**ABOUT THIS TASK**
Begin at the first line below and copy each line exactly, ending with the line where "use std::path::Path;" appears.
Segment Start: EXTRACTED MATERIAL
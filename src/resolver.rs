//! Lazy, cached access to the objects of a document.
//!
//! Opening a document only reads its cross-reference data (and the encryption
//! dictionary, if any). Objects are parsed on first request and kept in an LRU cache
//! shared by every thread holding the [`Resolver`].

use crate::cache::{Claim, ObjectCache};
use crate::encryption::EncryptionContext;
use crate::object_stream::{ObjectStream, ObjectStreamHeader};
use crate::parser::{Diagnostic, Parser, Resolve};
use crate::reader::Reader;
use crate::source::{FileSource, Source, read_range, windowed};
use crate::xref::{self, Xref, XrefEntry};
use crate::{Dictionary, Error, IndirectObject, LoadOptions, Object, ObjectId, Result, Stream};
use log::{debug, info, warn};
use std::collections::HashMap;
use std::path::Path;
use std::sync::{Arc, Mutex, OnceLock, PoisonError};

/// How the object index of a document is obtained.
#[derive(Debug, Clone, Copy, Default, PartialEq, Eq)]
pub enum Mode {
    /// Follow `startxref` and the cross-reference sections it leads to.
    #[default]
    Indexed,
    /// Scan the whole file for object headers.
    Sequential,
}

pub struct Resolver {
    source: Box<dyn Source>,
    xref: Xref,
    mode: Mode,
    fallback: bool,
    version: Option<String>,
    cache: ObjectCache,
    encryption: Option<Arc<EncryptionContext>>,
    // The encryption dictionary, stored in the clear.
    encrypt_id: Option<ObjectId>,
    // Index from a full scan, for objects the cross-reference data misplaces.
    recovered: OnceLock<Option<Xref>>,
    // Parsed object stream headers by container, kept across cache evictions.
    headers: Mutex<HashMap<ObjectId, Arc<ObjectStreamHeader>>>,
    diagnostics: Mutex<Vec<Diagnostic>>,
    max_depth: usize,
}

impl Resolver {
    /// Open the file at `path` with default options.
    pub fn load<P: AsRef<Path>>(path: P) -> Result<Resolver> {
        Self::load_with(path, LoadOptions::default())
    }

    pub fn load_with<P: AsRef<Path>>(path: P, options: LoadOptions) -> Result<Resolver> {
        Self::from_source(Box::new(FileSource::open(path)?), options)
    }

    /// Open a document held in memory with default options.
    pub fn load_mem<B: Into<Vec<u8>>>(buffer: B) -> Result<Resolver> {
        Self::load_mem_with(buffer, LoadOptions::default())
    }

    pub fn load_mem_with<B: Into<Vec<u8>>>(buffer: B, options: LoadOptions) -> Result<Resolver> {
        Self::from_source(Box::new(buffer.into()), options)
    }

    pub fn from_source(source: Box<dyn Source>, options: LoadOptions) -> Result<Resolver> {
        let reader = Reader::new(source.as_ref());
        let version = reader.version()?;
        let mut diagnostics = Vec::new();

        let (mode, xref, object_streams) = match options.mode {
            Mode::Sequential => {
                let scan = scan_source(source.as_ref())?;
                (Mode::Sequential, scan.xref, scan.object_streams)
            }
            Mode::Indexed => match reader.build() {
                Ok(xref) => (Mode::Indexed, xref, Vec::new()),
                Err(Error::Xref(err)) if err.is_fatal() => return Err(err.into()),
                Err(err @ Error::IO(_)) => return Err(err),
                Err(err) if options.fallback => {
                    diagnostics.push(Diagnostic::XrefRecovered { reason: err.to_string() });
                    let scan = scan_source(source.as_ref())?;
                    (Mode::Sequential, scan.xref, scan.object_streams)
                }
                Err(err) => return Err(err),
            },
        };
        info!("indexed {} objects ({mode:?})", xref.len());

        let mut resolver = Resolver {
            source,
            xref,
            mode,
            fallback: options.fallback,
            version,
            cache: ObjectCache::new(options.cache_capacity, options.max_depth),
            encryption: None,
            encrypt_id: None,
            recovered: OnceLock::new(),
            headers: Mutex::new(HashMap::new()),
            diagnostics: Mutex::new(Vec::new()),
            max_depth: options.max_depth,
        };
        resolver.record(diagnostics);
        resolver.setup_encryption(&options.password)?;
        if resolver.mode == Mode::Sequential {
            resolver.index_object_streams(object_streams);
            resolver.find_catalog();
        }
        Ok(resolver)
    }

    fn setup_encryption(&mut self, password: &str) -> Result<()> {
        let Ok(encrypt) = self.xref.trailer().get(b"Encrypt") else {
            return Ok(());
        };
        let (dict, encrypt_id): (Dictionary, _) = match encrypt {
            Object::Reference(id) => {
                let id = *id;
                (self.resolve(id)?.as_dict()?.clone(), Some(id))
            }
            Object::Dictionary(dict) => (dict.clone(), None),
            other => {
                return Err(Error::ObjectType {
                    expected: "Dictionary",
                    found: other.enum_variant(),
                });
            }
        };
        let file_id = self
            .xref
            .trailer()
            .get(b"ID")
            .and_then(Object::as_array)
            .ok()
            .and_then(|ids| ids.first())
            .and_then(|id| id.as_str().ok())
            .unwrap_or_default()
            .to_vec();

        let context = EncryptionContext::from_trailer(&dict, &file_id, password)?;
        debug!("document encrypted with {:?}, revision {}", context.method(), context.revision());
        self.encryption = Some(Arc::new(context));
        self.encrypt_id = encrypt_id;
        Ok(())
    }

    /// Add the contents of object streams found by a scan, for numbers not seen yet.
    fn index_object_streams(&mut self, containers: Vec<ObjectId>) {
        for container in containers {
            let numbers = self.resolve(container).and_then(|object| {
                let objects = self.object_stream(container, object.as_stream()?)?;
                Ok(objects.numbers().collect::<Vec<_>>())
            });
            match numbers {
                Ok(numbers) => {
                    for (index, number) in numbers.into_iter().enumerate() {
                        let entry = XrefEntry::Compressed {
                            container: container.0,
                            index,
                        };
                        self.xref.insert_if_absent(number, entry);
                    }
                }
                Err(err) => warn!("skipping object stream {} {} R: {err}", container.0, container.1),
            }
        }
    }

    /// Point a trailer without `/Root` at the catalog, wherever it is stored.
    fn find_catalog(&mut self) {
        if self.xref.trailer().has(b"Root") {
            return;
        }
        let catalog = self
            .objects()
            .filter_map(Result::ok)
            .filter(|(_, object)| object.dict().is_ok_and(|dict| dict.has_type(b"Catalog")))
            .map(|(id, _)| id)
            .last();
        if let Some(id) = catalog {
            self.xref.trailer_mut().set("Root", Object::Reference(id));
        }
    }

    /// The object `id` refers to, parsing it on first use.
    pub fn resolve(&self, id: ObjectId) -> Result<Arc<Object>> {
        let loading = match self.cache.claim(id)? {
            Claim::Hit(object) => return Ok(object),
            Claim::Miss(loading) => loading,
        };
        let object = Arc::new(self.load_entry(id)?);
        loading.finish(object.clone());
        Ok(object)
    }

    /// Follow `object` through any chain of references.
    pub fn dereference(&self, object: &Object) -> Result<Arc<Object>> {
        let mut current = match object {
            Object::Reference(id) => self.resolve(*id)?,
            other => return Ok(Arc::new(other.clone())),
        };
        let mut hops = 1;
        while let Object::Reference(id) = *current {
            if hops >= self.max_depth {
                return Err(Error::ReferenceLimit);
            }
            current = self.resolve(id)?;
            hops += 1;
        }
        Ok(current)
    }

    fn load_entry(&self, id: ObjectId) -> Result<Object> {
        match self.xref.get(id.0) {
            None => Err(Error::ObjectNotFound(id)),
            Some(XrefEntry::Free { .. }) => Err(Error::FreeObject(id)),
            Some(&XrefEntry::InUse { offset, .. }) => self.load_at(offset, id),
            Some(&XrefEntry::Compressed { container, index }) => self.load_compressed(id, container, index),
        }
    }

    fn load_at(&self, offset: usize, id: ObjectId) -> Result<Object> {
        match self.parse_at(offset) {
            Ok(indirect) if indirect.id == id => Ok(indirect.object),
            Ok(indirect) => self.recover(
                id,
                Error::ObjectIdMismatch {
                    expected: id,
                    found: indirect.id,
                },
            ),
            Err(err @ (Error::Syntax { .. } | Error::Lexical { .. } | Error::EndOfInput(_))) => self.recover(id, err),
            Err(err) => Err(err),
        }
    }

    fn parse_at(&self, offset: usize) -> Result<IndirectObject> {
        windowed(self.source.as_ref(), offset, |lexer| {
            let mut parser = Parser::new(lexer, offset).with_resolver(self);
            if let Some(context) = &self.encryption {
                parser = parser.with_encryption(context.clone(), self.encrypt_id);
            }
            let indirect = parser.parse_indirect_object()?;
            self.record(parser.take_diagnostics());
            Ok(indirect)
        })
    }

    /// Second chance for an object its cross-reference entry misplaced: look it up in an
    /// index built by scanning the file.
    fn recover(&self, id: ObjectId, err: Error) -> Result<Object> {
        if self.mode == Mode::Sequential || !self.fallback {
            return Err(err);
        }
        let recovered = self.recovered.get_or_init(|| match scan_source(self.source.as_ref()) {
            Ok(scan) => Some(scan.xref),
            Err(err) => {
                debug!("scan for misplaced objects failed: {err}");
                None
            }
        });
        let Some(&XrefEntry::InUse { offset, generation }) = recovered.as_ref().and_then(|xref| xref.get(id.0)) else {
            return Err(err);
        };
        if generation != id.1 {
            return Err(err);
        }
        match self.parse_at(offset) {
            Ok(indirect) if indirect.id == id => {
                warn!("object {} {} R found at {offset} instead: {err}", id.0, id.1);
                Ok(indirect.object)
            }
            _ => Err(err),
        }
    }

    fn load_compressed(&self, id: ObjectId, container: u32, index: usize) -> Result<Object> {
        let container_id = match self.xref.get(container) {
            Some(&XrefEntry::InUse { generation, .. }) => (container, generation),
            Some(XrefEntry::Compressed { .. }) => {
                return Err(Error::syntax(0, format!("object stream {container} is itself compressed")));
            }
            Some(XrefEntry::Free { .. }) | None => return Err(Error::ObjectNotFound((container, 0))),
        };
        let object = self.resolve(container_id)?;
        let objects = self.object_stream(container_id, object.as_stream()?)?;
        let (number, object) = objects.get(index)?;
        if number != id.0 {
            return Err(Error::syntax(
                0,
                format!("object stream {container} holds object {number} at index {index}, not {}", id.0),
            ));
        }
        Ok(object)
    }

    /// View `stream` as object stream `id`, parsing its header only the first time.
    fn object_stream<'s>(&self, id: ObjectId, stream: &'s Stream) -> Result<ObjectStream<'s>> {
        let known = self.headers.lock().unwrap_or_else(PoisonError::into_inner).get(&id).cloned();
        if let Some(header) = known {
            return ObjectStream::with_header(stream, header);
        }
        let objects = ObjectStream::new(stream)?;
        self.headers
            .lock()
            .unwrap_or_else(PoisonError::into_inner)
            .insert(id, objects.header().clone());
        Ok(objects)
    }

    fn record(&self, diagnostics: Vec<Diagnostic>) {
        if diagnostics.is_empty() {
            return;
        }
        for diagnostic in &diagnostics {
            warn!("{diagnostic}");
        }
        self.diagnostics
            .lock()
            .unwrap_or_else(PoisonError::into_inner)
            .extend(diagnostics);
    }

    /// Recoverable problems met so far.
    pub fn diagnostics(&self) -> Vec<Diagnostic> {
        self.diagnostics.lock().unwrap_or_else(PoisonError::into_inner).clone()
    }

    pub fn trailer(&self) -> &Dictionary {
        self.xref.trailer()
    }

    /// The document catalog named by the trailer's `/Root`.
    pub fn catalog(&self) -> Result<Arc<Object>> {
        let root = self.trailer().get(b"Root")?.as_reference()?;
        self.resolve(root)
    }

    pub fn is_encrypted(&self) -> bool {
        self.encryption.is_some()
    }

    pub fn encryption(&self) -> Option<&EncryptionContext> {
        self.encryption.as_deref()
    }

    /// Every object of the index, resolved one at a time. Calling this again starts over.
    pub fn objects(&self) -> Objects<'_> {
        Objects { resolver: self, next: 0 }
    }

    pub fn mode(&self) -> Mode {
        self.mode
    }

    pub fn xref(&self) -> &Xref {
        &self.xref
    }

    /// Version from the file header, like `1.7`.
    pub fn version(&self) -> Option<&str> {
        self.version.as_deref()
    }
}

impl Resolve for Resolver {
    fn resolve(&self, id: ObjectId) -> Result<Arc<Object>> {
        Resolver::resolve(self, id)
    }
}

fn scan_source(source: &dyn Source) -> Result<xref::Scan> {
    let buffer = read_range(source, 0, source.len())?;
    xref::scan(&buffer)
}

/// Iterator over the objects of a [`Resolver`], skipping free entries.
pub struct Objects<'a> {
    resolver: &'a Resolver,
    next: usize,
}

impl Iterator for Objects<'_> {
    type Item = Result<(ObjectId, Arc<Object>)>;

    fn next(&mut self) -> Option<Self::Item> {
        loop {
            let (number, entry) = self.resolver.xref.get_index(self.next)?;
            self.next += 1;
            if let Some(id) = entry.object_id(number) {
                return Some(self.resolver.resolve(id).map(|object| (id, object)));
            }
        }
    }

    fn size_hint(&self) -> (usize, Option<usize>) {
        (0, Some(self.resolver.xref.len().saturating_sub(self.next)))
    }
}
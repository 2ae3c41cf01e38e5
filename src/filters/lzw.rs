use crate::error::DecompressError;
use crate::{Dictionary, Object, Result};
use log::warn;
use weezl::{BitOrder, decode::Decoder};

/// LZWDecode. `/EarlyChange` defaults to 1, where the code width grows one code
/// early, which is the TIFF convention.
pub fn decode(input: &[u8], params: Option<&Dictionary>) -> Result<Vec<u8>> {
    let early_change = params
        .and_then(|p| p.get(b"EarlyChange").and_then(Object::as_i64).ok())
        .unwrap_or(1);

    let mut decoder = if early_change == 0 {
        Decoder::new(BitOrder::Msb, 8)
    } else {
        Decoder::with_tiff_size_switch(BitOrder::Msb, 8)
    };
    let mut output = Vec::with_capacity(input.len() * 2);
    let result = decoder.into_vec(&mut output).decode(input);
    if let Err(err) = result.status {
        if output.is_empty() {
            return Err(DecompressError::Lzw(err.to_string()).into());
        }
        warn!("LZW stream is corrupt after {} bytes: {}", output.len(), err);
    }
    super::apply_predictor(output, params)
}

#[cfg(test)]
mod tests {
    use super::*;
    use crate::dictionary;
    use weezl::encode::Encoder;

    #[test]
    fn reference_example() {
        let encoded = [0x80, 0x0B, 0x60, 0x50, 0x22, 0x0C, 0x0C, 0x85, 0x01];
        assert_eq!(decode(&encoded, None).unwrap(), b"-----A---B");
    }

    #[test]
    fn early_change_selects_code_width_switch() {
        let data: Vec<u8> = (0..3000u32).map(|i| (i % 97) as u8 ^ (i / 97) as u8).collect();

        let early = Encoder::with_tiff_size_switch(BitOrder::Msb, 8).encode(&data).unwrap();
        assert_eq!(decode(&early, None).unwrap(), data);

        let late = Encoder::new(BitOrder::Msb, 8).encode(&data).unwrap();
        let params = dictionary! { "EarlyChange" => 0 };
        assert_eq!(decode(&late, Some(&params)).unwrap(), data);
    }
}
Segment End: EXTRACTED MATERIAL
**TASK SOLUTION**
filename src/resolver.rs
//! Lazy, cached access to the objects of a document.
//!
//! Opening a document only reads its cross-reference data (and the encryption
//! dictionary, if any). Objects are parsed on first request and kept in an LRU cache
//! shared by every thread holding the [`Resolver`].

use crate::cache::{Claim, ObjectCache};
use crate::encryption::EncryptionContext;
use crate::object_stream::{ObjectStream, ObjectStreamHeader};
use crate::parser::{Diagnostic, Parser, Resolve};
use crate::reader::Reader;
use crate::source::{FileSource, Source, read_range, windowed};
use crate::xref::{self, Xref, XrefEntry};
use crate::{Dictionary, Error, IndirectObject, LoadOptions, Object, ObjectId, Result, Stream};
use log::{debug, info, warn};
use std::collections::HashMap;
use std::path::Path;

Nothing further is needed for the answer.